TASK DESCRIPTION: The reply should consist of the full listing, written out exactly.
#### EXCERPTED DATA ####
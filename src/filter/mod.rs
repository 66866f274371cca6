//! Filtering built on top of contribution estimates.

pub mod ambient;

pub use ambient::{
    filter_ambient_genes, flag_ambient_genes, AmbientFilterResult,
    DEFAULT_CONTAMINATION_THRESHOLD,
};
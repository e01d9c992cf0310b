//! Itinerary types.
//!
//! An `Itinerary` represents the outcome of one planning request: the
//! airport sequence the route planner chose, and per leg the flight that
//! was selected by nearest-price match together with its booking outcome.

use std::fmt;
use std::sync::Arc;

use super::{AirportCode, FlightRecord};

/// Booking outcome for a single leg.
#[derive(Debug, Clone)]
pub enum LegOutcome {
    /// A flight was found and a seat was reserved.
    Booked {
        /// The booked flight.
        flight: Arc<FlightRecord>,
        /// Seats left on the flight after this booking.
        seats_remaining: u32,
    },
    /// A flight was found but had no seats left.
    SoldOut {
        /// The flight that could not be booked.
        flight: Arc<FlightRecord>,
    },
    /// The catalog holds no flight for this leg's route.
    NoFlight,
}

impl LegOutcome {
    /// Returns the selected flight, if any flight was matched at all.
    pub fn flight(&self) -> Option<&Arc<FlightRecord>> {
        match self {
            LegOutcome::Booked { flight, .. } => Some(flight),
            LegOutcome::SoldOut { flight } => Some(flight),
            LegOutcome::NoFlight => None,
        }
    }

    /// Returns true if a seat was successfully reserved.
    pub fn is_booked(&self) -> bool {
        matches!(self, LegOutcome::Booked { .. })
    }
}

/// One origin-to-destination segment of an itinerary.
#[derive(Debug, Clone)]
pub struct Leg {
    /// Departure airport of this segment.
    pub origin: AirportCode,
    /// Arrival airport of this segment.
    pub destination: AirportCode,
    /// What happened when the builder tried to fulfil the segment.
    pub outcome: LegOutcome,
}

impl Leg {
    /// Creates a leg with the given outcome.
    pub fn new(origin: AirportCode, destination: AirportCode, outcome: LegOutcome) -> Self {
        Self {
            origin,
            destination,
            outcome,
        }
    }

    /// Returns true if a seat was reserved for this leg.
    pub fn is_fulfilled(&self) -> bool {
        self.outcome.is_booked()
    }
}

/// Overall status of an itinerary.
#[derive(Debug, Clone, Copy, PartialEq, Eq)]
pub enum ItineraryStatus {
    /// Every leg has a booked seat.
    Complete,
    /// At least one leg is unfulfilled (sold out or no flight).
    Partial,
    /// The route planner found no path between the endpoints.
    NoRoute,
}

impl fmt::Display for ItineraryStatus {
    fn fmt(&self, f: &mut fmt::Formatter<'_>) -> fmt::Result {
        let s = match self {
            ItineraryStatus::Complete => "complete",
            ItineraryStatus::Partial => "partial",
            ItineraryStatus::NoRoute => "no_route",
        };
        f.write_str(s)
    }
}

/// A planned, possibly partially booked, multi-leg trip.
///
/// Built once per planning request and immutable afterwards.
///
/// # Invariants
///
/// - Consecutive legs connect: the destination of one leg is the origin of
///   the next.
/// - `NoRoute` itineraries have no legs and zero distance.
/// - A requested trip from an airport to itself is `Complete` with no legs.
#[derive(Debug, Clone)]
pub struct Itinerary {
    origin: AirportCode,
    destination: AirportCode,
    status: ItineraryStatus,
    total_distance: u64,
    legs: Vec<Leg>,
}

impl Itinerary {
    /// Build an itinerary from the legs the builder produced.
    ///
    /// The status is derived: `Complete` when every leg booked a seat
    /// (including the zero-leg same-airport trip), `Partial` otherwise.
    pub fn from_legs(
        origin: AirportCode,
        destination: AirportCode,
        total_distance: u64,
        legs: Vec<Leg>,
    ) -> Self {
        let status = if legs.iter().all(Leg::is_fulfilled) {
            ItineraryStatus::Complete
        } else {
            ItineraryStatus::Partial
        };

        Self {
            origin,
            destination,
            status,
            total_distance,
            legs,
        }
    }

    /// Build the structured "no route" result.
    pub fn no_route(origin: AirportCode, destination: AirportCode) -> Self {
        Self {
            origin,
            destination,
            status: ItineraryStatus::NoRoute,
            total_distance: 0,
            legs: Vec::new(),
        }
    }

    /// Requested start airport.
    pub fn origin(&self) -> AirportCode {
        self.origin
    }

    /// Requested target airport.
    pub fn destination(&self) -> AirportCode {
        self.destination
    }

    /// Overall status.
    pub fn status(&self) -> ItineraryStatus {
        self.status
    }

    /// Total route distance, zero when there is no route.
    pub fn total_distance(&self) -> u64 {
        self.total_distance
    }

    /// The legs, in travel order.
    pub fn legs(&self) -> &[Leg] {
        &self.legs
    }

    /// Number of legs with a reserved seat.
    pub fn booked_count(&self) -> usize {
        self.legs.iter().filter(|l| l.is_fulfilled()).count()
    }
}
####
FINISHED EXERCISE:
filename src/filter/mod.rs
repository 66866f274371cca6
//! Filtering built on top of contribution estimates.

pub mod ambient;

pub use ambient::{
    filter_ambient_genes, flag_ambient_genes, AmbientFilterResult,
    DEFAULT_CONTAMINATION_THRESHOLD,
};
repository e01d9c992cf0310b
//! Itinerary types.
//!
//! An `Itinerary` represents the outcome of one planning request: the
//! airport sequence the route planner chose, and per leg the flight that
//! was selected by nearest-price match together with its booking outcome.

use std::fmt;
use std::sync::Arc;

use super::{AirportCode, FlightRecord};

/// Booking outcome for a single leg.
#[derive(Debug, Clone)]
pub enum LegOutcome {
    /// A flight was found and a seat was reserved.
    Booked {
        /// The booked flight.
        flight: Arc<FlightRecord>,
        /// Seats left on the flight after this booking.
        seats_remaining: u32,
    },
    /// A flight was found but had no seats left.
    SoldOut {
        /// The flight that could not be booked.
        flight: Arc<FlightRecord>,
    },
    /// The catalog holds no flight for this leg's route.
    NoFlight,
}

impl LegOutcome {
    /// Returns the selected flight, if any flight was matched at all.
    pub fn flight(&self) -> Option<&Arc<FlightRecord>> {
        match self {
            LegOutcome::Booked { flight, .. } => Some(flight),
            LegOutcome::SoldOut { flight } => Some(flight),
            LegOutcome::NoFlight => None,
        }
    }

    /// Returns true if a seat was successfully reserved.
    pub fn is_booked(&self) -> bool {
        matches!(self, LegOutcome::Booked { .. })
    }
}

/// One origin-to-destination segment of an itinerary.
#[derive(Debug, Clone)]
pub struct Leg {
    /// Departure airport of this segment.
    pub origin: AirportCode,
    /// Arrival airport of this segment.
    pub destination: AirportCode,
    /// What happened when the builder tried to fulfil the segment.
    pub outcome: LegOutcome,
}

impl Leg {
    /// Creates a leg with the given outcome.
    pub fn new(origin: AirportCode, destination: AirportCode, outcome: LegOutcome) -> Self {
        Self {
            origin,
            destination,
            outcome,
        }
    }

    /// Returns true if a seat was reserved for this leg.
    pub fn is_fulfilled(&self) -> bool {
        self.outcome.is_booked()
    }
}

/// Overall status of an itinerary.
#[derive(Debug, Clone, Copy, PartialEq, Eq)]
pub enum ItineraryStatus {
    /// Every leg has a booked seat.
    Complete,
    /// At least one leg is unfulfilled (sold out or no flight).
    Partial,
    /// The route planner found no path between the endpoints.
    NoRoute,
}

impl fmt::Display for ItineraryStatus {
    fn fmt(&self, f: &mut fmt::Formatter<'_>) -> fmt::Result {
        let s = match self {
            ItineraryStatus::Complete => "complete",
            ItineraryStatus::Partial => "partial",
            ItineraryStatus::NoRoute => "no_route",
        };
        f.write_str(s)
    }
}

/// A planned, possibly partially booked, multi-leg trip.
///
/// Built once per planning request and immutable afterwards.
///
/// # Invariants
///
/// - Consecutive legs connect: the destination of one leg is the origin of
///   the next.
/// - `NoRoute` itineraries have no legs and zero distance.
/// - A requested trip from an airport to itself is `Complete` with no legs.
#[derive(Debug, Clone)]
pub struct Itinerary {
    origin: AirportCode,
    destination: AirportCode,
    status: ItineraryStatus,
    total_distance: u64,
    legs: Vec<Leg>,
}

impl Itinerary {
    /// Build an itinerary from the legs the builder produced.
    ///
    /// The status is derived: `Complete` when every leg booked a seat
    /// (including the zero-leg same-airport trip), `Partial` otherwise.
    pub fn from_legs(
        origin: AirportCode,
        destination: AirportCode,
        total_distance: u64,
        legs: Vec<Leg>,
    ) -> Self {
        let status = if legs.iter().all(Leg::is_fulfilled) {
            ItineraryStatus::Complete
        } else {
            ItineraryStatus::Partial
        };

        Self {
            origin,
            destination,
            status,
            total_distance,
            legs,
        }
    }

    /// Build the structured "no route" result.
    pub fn no_route(origin: AirportCode, destination: AirportCode) -> Self {
        Self {
            origin,
            destination,
            status: ItineraryStatus::NoRoute,
            total_distance: 0,
            legs: Vec::new(),
        }
    }

    /// Requested start airport.
    pub fn origin(&self) -> AirportCode {
        self.origin
    }

    /// Requested target airport.
    pub fn destination(&self) -> AirportCode {
        self.destination
    }

    /// Overall status.
    pub fn status(&self) -> ItineraryStatus {
        self.status
    }

    /// Total route distance, zero when there is no route.
    pub fn total_distance(&self) -> u64 {
        self.total_distance
    }

    /// The legs, in travel order.
    pub fn legs(&self) -> &[Leg] {
        &self.legs
    }

    /// Number of legs with a reserved seat.
    pub fn booked_count(&self) -> usize {
        self.legs.iter().filter(|l| l.is_fulfilled()).count()
    }
}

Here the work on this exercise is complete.